В 1920–1930 гг. выраженный идеологический подтекст обретают также археологические изыскания и реставрационные работы. Артефакт отныне становился не только символом и материальным воплощением жизнеспособности иранской монархии, но и новой точкой отсчета исторического времени, в отличие от принятой в течение веков исламской хронологии. Лично курировавший археологические работы Реза-шах несколько раз посещал Персеполь и встречался с Эрнстом Херц-вельдом3, активно сотрудничавшим с иранским правительством. Широкое освещение в мировой прессе проведения раскопок древней столицы звучало вдохновляюще для иранского общества.
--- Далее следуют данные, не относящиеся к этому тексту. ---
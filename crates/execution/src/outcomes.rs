//! Aggregated results of a batch.

use crate::scheduler::{ConcurrencyLimit, DispatchStrategy};
use chrono::{DateTime, Utc};
use serde::{Deserialize, Serialize};
use std::collections::BTreeMap;
use taskpool_core::{BatchId, Failure, FailureKind, Outcome, TaskId};

/// Counts and timing for one batch.
#[derive(Debug, Clone, PartialEq, Eq, Serialize, Deserialize)]
pub struct BatchSummary {
    /// Batch identifier
    pub batch_id: BatchId,
    /// Strategy used to dispatch the batch
    pub strategy: DispatchStrategy,
    /// Concurrency limit of the batch
    pub concurrency_limit: ConcurrencyLimit,
    /// Number of submitted tasks
    pub total: usize,
    /// Tasks that returned a value
    pub succeeded: usize,
    /// Tasks that reported their own failure
    pub failed: usize,
    /// Tasks that panicked or lost their worker
    pub faulted: usize,
    /// Tasks skipped by cancellation
    pub cancelled: usize,
    /// Highest number of tasks executing at once
    pub peak_active: usize,
    /// Submission timestamp
    pub started_at: DateTime<Utc>,
    /// Set once every outcome is in and every unit has exited
    pub finished_at: Option<DateTime<Utc>>,
}

impl BatchSummary {
    pub(crate) fn new(
        batch_id: BatchId,
        strategy: DispatchStrategy,
        concurrency_limit: ConcurrencyLimit,
        total: usize,
    ) -> Self {
        Self {
            batch_id,
            strategy,
            concurrency_limit,
            total,
            succeeded: 0,
            failed: 0,
            faulted: 0,
            cancelled: 0,
            peak_active: 0,
            started_at: Utc::now(),
            finished_at: None,
        }
    }

    pub(crate) fn tally<T>(&mut self, outcome: &Outcome<T>) {
        match outcome {
            Outcome::Success(_) => self.succeeded += 1,
            Outcome::Failure(failure) => match failure.kind {
                FailureKind::Task => self.failed += 1,
                FailureKind::EngineFault => self.faulted += 1,
                FailureKind::Cancelled => self.cancelled += 1,
            },
        }
    }

    /// Outcomes recorded so far.
    pub fn completed(&self) -> usize {
        self.succeeded + self.failed + self.faulted + self.cancelled
    }

    /// Whether every task in the batch succeeded.
    pub fn all_succeeded(&self) -> bool {
        self.succeeded == self.total
    }

    /// Wall-clock duration, once finished.
    pub fn elapsed(&self) -> Option<chrono::Duration> {
        self.finished_at.map(|finished| finished - self.started_at)
    }
}

/// Every outcome of a finished batch, keyed by task id.
#[derive(Debug, Clone, Serialize, Deserialize)]
pub struct BatchOutcomes<T> {
    outcomes: BTreeMap<TaskId, Outcome<T>>,
    summary: BatchSummary,
}

impl<T> BatchOutcomes<T> {
    pub(crate) fn new(outcomes: BTreeMap<TaskId, Outcome<T>>, summary: BatchSummary) -> Self {
        Self { outcomes, summary }
    }

    /// Number of outcomes (equals the batch size).
    pub fn len(&self) -> usize {
        self.outcomes.len()
    }

    /// Whether the batch was empty.
    pub fn is_empty(&self) -> bool {
        self.outcomes.is_empty()
    }

    /// Outcome of one task.
    pub fn get(&self, id: TaskId) -> Option<&Outcome<T>> {
        self.outcomes.get(&id)
    }

    /// All outcomes in task id order.
    pub fn iter(&self) -> impl Iterator<Item = (TaskId, &Outcome<T>)> {
        self.outcomes.iter().map(|(id, outcome)| (*id, outcome))
    }

    /// Successful tasks and their values.
    pub fn successes(&self) -> impl Iterator<Item = (TaskId, &T)> {
        self.iter()
            .filter_map(|(id, outcome)| outcome.success().map(|value| (id, value)))
    }

    /// Failed tasks and why.
    pub fn failures(&self) -> impl Iterator<Item = (TaskId, &Failure)> {
        self.iter()
            .filter_map(|(id, outcome)| outcome.failure().map(|failure| (id, failure)))
    }

    /// Batch counts and timing.
    pub fn summary(&self) -> &BatchSummary {
        &self.summary
    }

    /// Take the outcome map.
    pub fn into_map(self) -> BTreeMap<TaskId, Outcome<T>> {
        self.outcomes
    }
}

impl<T> IntoIterator for BatchOutcomes<T> {
    type Item = (TaskId, Outcome<T>);
    type IntoIter = std::collections::btree_map::IntoIter<TaskId, Outcome<T>>;

    fn into_iter(self) -> Self::IntoIter {
        self.outcomes.into_iter()
    }
}

#[cfg(test)]
mod tests {
    use super::*;

    fn sample() -> BatchOutcomes<String> {
        let mut summary = BatchSummary::new(
            BatchId::new(),
            DispatchStrategy::Gated,
            ConcurrencyLimit::new(2).unwrap(),
            4,
        );
        let outcomes: BTreeMap<_, _> = [
            (TaskId::new(3), Outcome::Success("three".to_string())),
            (TaskId::new(1), Outcome::Success("one".to_string())),
            (TaskId::new(2), Outcome::Failure(Failure::task("task failed"))),
            (TaskId::new(4), Outcome::Failure(Failure::cancelled())),
        ]
        .into_iter()
        .collect();
        for outcome in outcomes.values() {
            summary.tally(outcome);
        }
        BatchOutcomes::new(outcomes, summary)
    }

    #[test]
    fn test_tally_counts_each_kind() {
        let batch = sample();
        let summary = batch.summary();
        assert_eq!(summary.succeeded, 2);
        assert_eq!(summary.failed, 1);
        assert_eq!(summary.cancelled, 1);
        assert_eq!(summary.faulted, 0);
        assert_eq!(summary.completed(), 4);
        assert!(!summary.all_succeeded());
        assert!(summary.elapsed().is_none());
    }

    #[test]
    fn test_iteration_is_in_id_order() {
        let batch = sample();
        let ids: Vec<u64> = batch.iter().map(|(id, _)| id.get()).collect();
        assert_eq!(ids, vec![1, 2, 3, 4]);

        let successes: Vec<_> = batch.successes().map(|(id, v)| (id.get(), v.as_str())).collect();
        assert_eq!(successes, vec![(1, "one"), (3, "three")]);

        let failures: Vec<_> = batch.failures().map(|(id, f)| (id.get(), f.kind)).collect();
        assert_eq!(failures, vec![(2, FailureKind::Task), (4, FailureKind::Cancelled)]);
    }

    #[test]
    fn test_lookup_and_into_map() {
        let batch = sample();
        assert_eq!(batch.len(), 4);
        assert!(batch.get(TaskId::new(5)).is_none());
        assert!(batch.get(TaskId::new(1)).unwrap().is_success());

        let map = batch.into_map();
        assert_eq!(map.len(), 4);
    }

    #[test]
    fn test_serializes_with_task_id_keys() {
        let json = serde_json::to_value(sample()).unwrap();
        assert_eq!(json["outcomes"]["1"]["status"], "success");
        assert_eq!(json["outcomes"]["2"]["detail"]["kind"], "task");
        assert_eq!(json["summary"]["strategy"], "gated");
        assert_eq!(json["summary"]["concurrency_limit"], 2);
    }
}
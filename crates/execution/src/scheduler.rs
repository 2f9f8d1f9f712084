//! Concurrency limits, dispatch strategies and per-batch bookkeeping.

use crate::error::{ExecutorError, Result};
use serde::{Deserialize, Serialize};
use std::num::NonZeroUsize;
use std::sync::atomic::{AtomicUsize, Ordering};
use std::sync::Arc;

/// Maximum number of tasks executing at once within one batch.
#[derive(Debug, Clone, Copy, PartialEq, Eq, Serialize, Deserialize)]
#[serde(transparent)]
pub struct ConcurrencyLimit(NonZeroUsize);

impl ConcurrencyLimit {
    /// Validate a raw limit.
    pub fn new(limit: usize) -> Result<Self> {
        NonZeroUsize::new(limit)
            .map(Self)
            .ok_or(ExecutorError::InvalidConcurrencyLimit(limit))
    }

    /// Get the limit.
    pub fn get(self) -> usize {
        self.0.get()
    }

    /// Parallelism actually reachable for a batch of `batch_len` tasks.
    pub fn effective(self, batch_len: usize) -> usize {
        self.get().min(batch_len)
    }
}

impl Default for ConcurrencyLimit {
    /// One slot per available CPU.
    fn default() -> Self {
        Self(std::thread::available_parallelism().unwrap_or(NonZeroUsize::MIN))
    }
}

impl From<NonZeroUsize> for ConcurrencyLimit {
    fn from(limit: NonZeroUsize) -> Self {
        Self(limit)
    }
}

impl std::fmt::Display for ConcurrencyLimit {
    fn fmt(&self, f: &mut std::fmt::Formatter<'_>) -> std::fmt::Result {
        self.0.fmt(f)
    }
}

/// How tasks are handed to execution units.
#[derive(Debug, Clone, Copy, Default, PartialEq, Eq, Serialize, Deserialize)]
#[serde(rename_all = "snake_case")]
pub enum DispatchStrategy {
    /// One short-lived unit per task, admitted through a counting semaphore
    /// in submission order.
    #[default]
    Gated,
    /// `min(limit, batch)` long-lived workers draining a shared FIFO queue.
    WorkerPool,
}

impl std::fmt::Display for DispatchStrategy {
    fn fmt(&self, f: &mut std::fmt::Formatter<'_>) -> std::fmt::Result {
        match self {
            DispatchStrategy::Gated => write!(f, "gated"),
            DispatchStrategy::WorkerPool => write!(f, "pool"),
        }
    }
}

impl std::str::FromStr for DispatchStrategy {
    type Err = String;

    fn from_str(s: &str) -> std::result::Result<Self, Self::Err> {
        match s.to_lowercase().as_str() {
            "gated" | "semaphore" => Ok(DispatchStrategy::Gated),
            "pool" | "worker-pool" | "worker_pool" => Ok(DispatchStrategy::WorkerPool),
            other => Err(format!("unknown dispatch strategy: {other}")),
        }
    }
}

/// Live counters for one batch.
///
/// Shared between the coordinator and every execution unit of the batch;
/// each batch gets a fresh instance.
#[derive(Debug)]
pub(crate) struct BatchStats {
    limit: ConcurrencyLimit,
    active: AtomicUsize,
    peak_active: AtomicUsize,
    executed: AtomicUsize,
}

impl BatchStats {
    /// Create counters for a batch with the given limit.
    pub(crate) fn new(limit: ConcurrencyLimit) -> Self {
        Self {
            limit,
            active: AtomicUsize::new(0),
            peak_active: AtomicUsize::new(0),
            executed: AtomicUsize::new(0),
        }
    }

    /// Register a task start. The returned guard registers its completion
    /// when dropped, including during a panic unwind.
    pub(crate) fn enter(self: &Arc<Self>) -> ActiveGuard {
        let active = self.active.fetch_add(1, Ordering::SeqCst) + 1;
        debug_assert!(
            active <= self.limit.get(),
            "{active} tasks active with limit {}",
            self.limit
        );
        self.peak_active.fetch_max(active, Ordering::SeqCst);
        ActiveGuard { stats: Arc::clone(self) }
    }

    /// Tasks executing right now.
    pub(crate) fn active(&self) -> usize {
        self.active.load(Ordering::SeqCst)
    }

    /// Highest number of tasks seen executing at once.
    pub(crate) fn peak_active(&self) -> usize {
        self.peak_active.load(Ordering::SeqCst)
    }

    /// Tasks whose execution has ended, however it ended.
    pub(crate) fn executed(&self) -> usize {
        self.executed.load(Ordering::SeqCst)
    }
}

/// Marks one task as executing for as long as it lives.
#[derive(Debug)]
#[must_use = "the task counts as active only while the guard is held"]
pub(crate) struct ActiveGuard {
    stats: Arc<BatchStats>,
}

impl Drop for ActiveGuard {
    fn drop(&mut self) {
        self.stats.active.fetch_sub(1, Ordering::SeqCst);
        self.stats.executed.fetch_add(1, Ordering::SeqCst);
    }
}

#[cfg(test)]
mod tests {
    use super::*;

    #[test]
    fn test_limit_rejects_zero() {
        assert_eq!(
            ConcurrencyLimit::new(0),
            Err(ExecutorError::InvalidConcurrencyLimit(0))
        );
        assert_eq!(ConcurrencyLimit::new(3).unwrap().get(), 3);
    }

    #[test]
    fn test_effective_limit() {
        let limit = ConcurrencyLimit::new(4).unwrap();
        assert_eq!(limit.effective(10), 4);
        assert_eq!(limit.effective(2), 2);
        assert_eq!(limit.effective(0), 0);

        let unbounded = ConcurrencyLimit::new(usize::MAX).unwrap();
        assert_eq!(unbounded.effective(3), 3);
    }

    #[test]
    fn test_default_limit_is_positive() {
        assert!(ConcurrencyLimit::default().get() >= 1);
    }

    #[test]
    fn test_strategy_parse() {
        assert_eq!("gated".parse(), Ok(DispatchStrategy::Gated));
        assert_eq!("Pool".parse(), Ok(DispatchStrategy::WorkerPool));
        assert_eq!("worker-pool".parse(), Ok(DispatchStrategy::WorkerPool));
        assert!("fifo".parse::<DispatchStrategy>().is_err());
        assert_eq!(DispatchStrategy::default(), DispatchStrategy::Gated);
    }

    #[test]
    fn test_strategy_display_round_trips() {
        for strategy in [DispatchStrategy::Gated, DispatchStrategy::WorkerPool] {
            assert_eq!(strategy.to_string().parse(), Ok(strategy));
        }
    }

    #[test]
    fn test_guard_tracks_active_and_peak() {
        let stats = Arc::new(BatchStats::new(ConcurrencyLimit::new(2).unwrap()));

        let first = stats.enter();
        let second = stats.enter();
        assert_eq!(stats.active(), 2);
        assert_eq!(stats.peak_active(), 2);

        drop(first);
        assert_eq!(stats.active(), 1);
        assert_eq!(stats.executed(), 1);

        drop(second);
        let third = stats.enter();
        drop(third);
        assert_eq!(stats.active(), 0);
        assert_eq!(stats.peak_active(), 2);
        assert_eq!(stats.executed(), 3);
    }

    #[test]
    fn test_guard_released_on_panic() {
        let stats = Arc::new(BatchStats::new(ConcurrencyLimit::new(1).unwrap()));
        let inner = Arc::clone(&stats);

        let result = std::panic::catch_unwind(move || {
            let _guard = inner.enter();
            panic!("boom");
        });

        assert!(result.is_err());
        assert_eq!(stats.active(), 0);
        assert_eq!(stats.executed(), 1);
    }
}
Притягательность такого видения собственной истории не могла оставить равнодушной и значительную часть творческой интеллигенции страны. Ее усилиями созидался новый исторический герой, который должен был потеснить деятелей священной истории ислама. Исторический роман стал первым жанром художественной прозы, который привлек в этот период больш ую читательскую аудиторию.

Считается, что единичные образцы сочинений на исторические темы появлялись еще в период конституционной революции. Однако это, скорее, произведения откровенно приключенческого жанра с персонажами в условных исторических масках. В их основе чаще всего вневременная любовная интрига, лишь формально помещенная в прошлое. Ярким примером такого рода является «Шамс и Тогра» (1910) пера каджар-ского принца Мухаммада Мирзы Багера Хосрови (см. об этом: [Марр]).

Взлет исторической романистики в Иране пришелся на 1920-е гг., когда появились десятки подобных произведений, отражающих проблемы становления жанра: любовно-приключенческий сюжет механистически соединен в них с «археологическими» описаниями фона, перегруженного датами и фактами как сухой текст учебника.

Авторы первых иранских произведений на историческую тематику находились под сильным влиянием двух разнородных факторов — собственной традиции и переводной европейской литературы, что характерно и для подавляющего большинства литератур Востока. При полном преобладании в литературном комплексе на персидском языке вплоть до XIX в. поэзии, в нем имелась единственная крупная повествовательная форма в прозе — народный роман (дастан), который, существуя в течение веков изустно, впоследствии подвергся письменной фиксации и стилистической обработке.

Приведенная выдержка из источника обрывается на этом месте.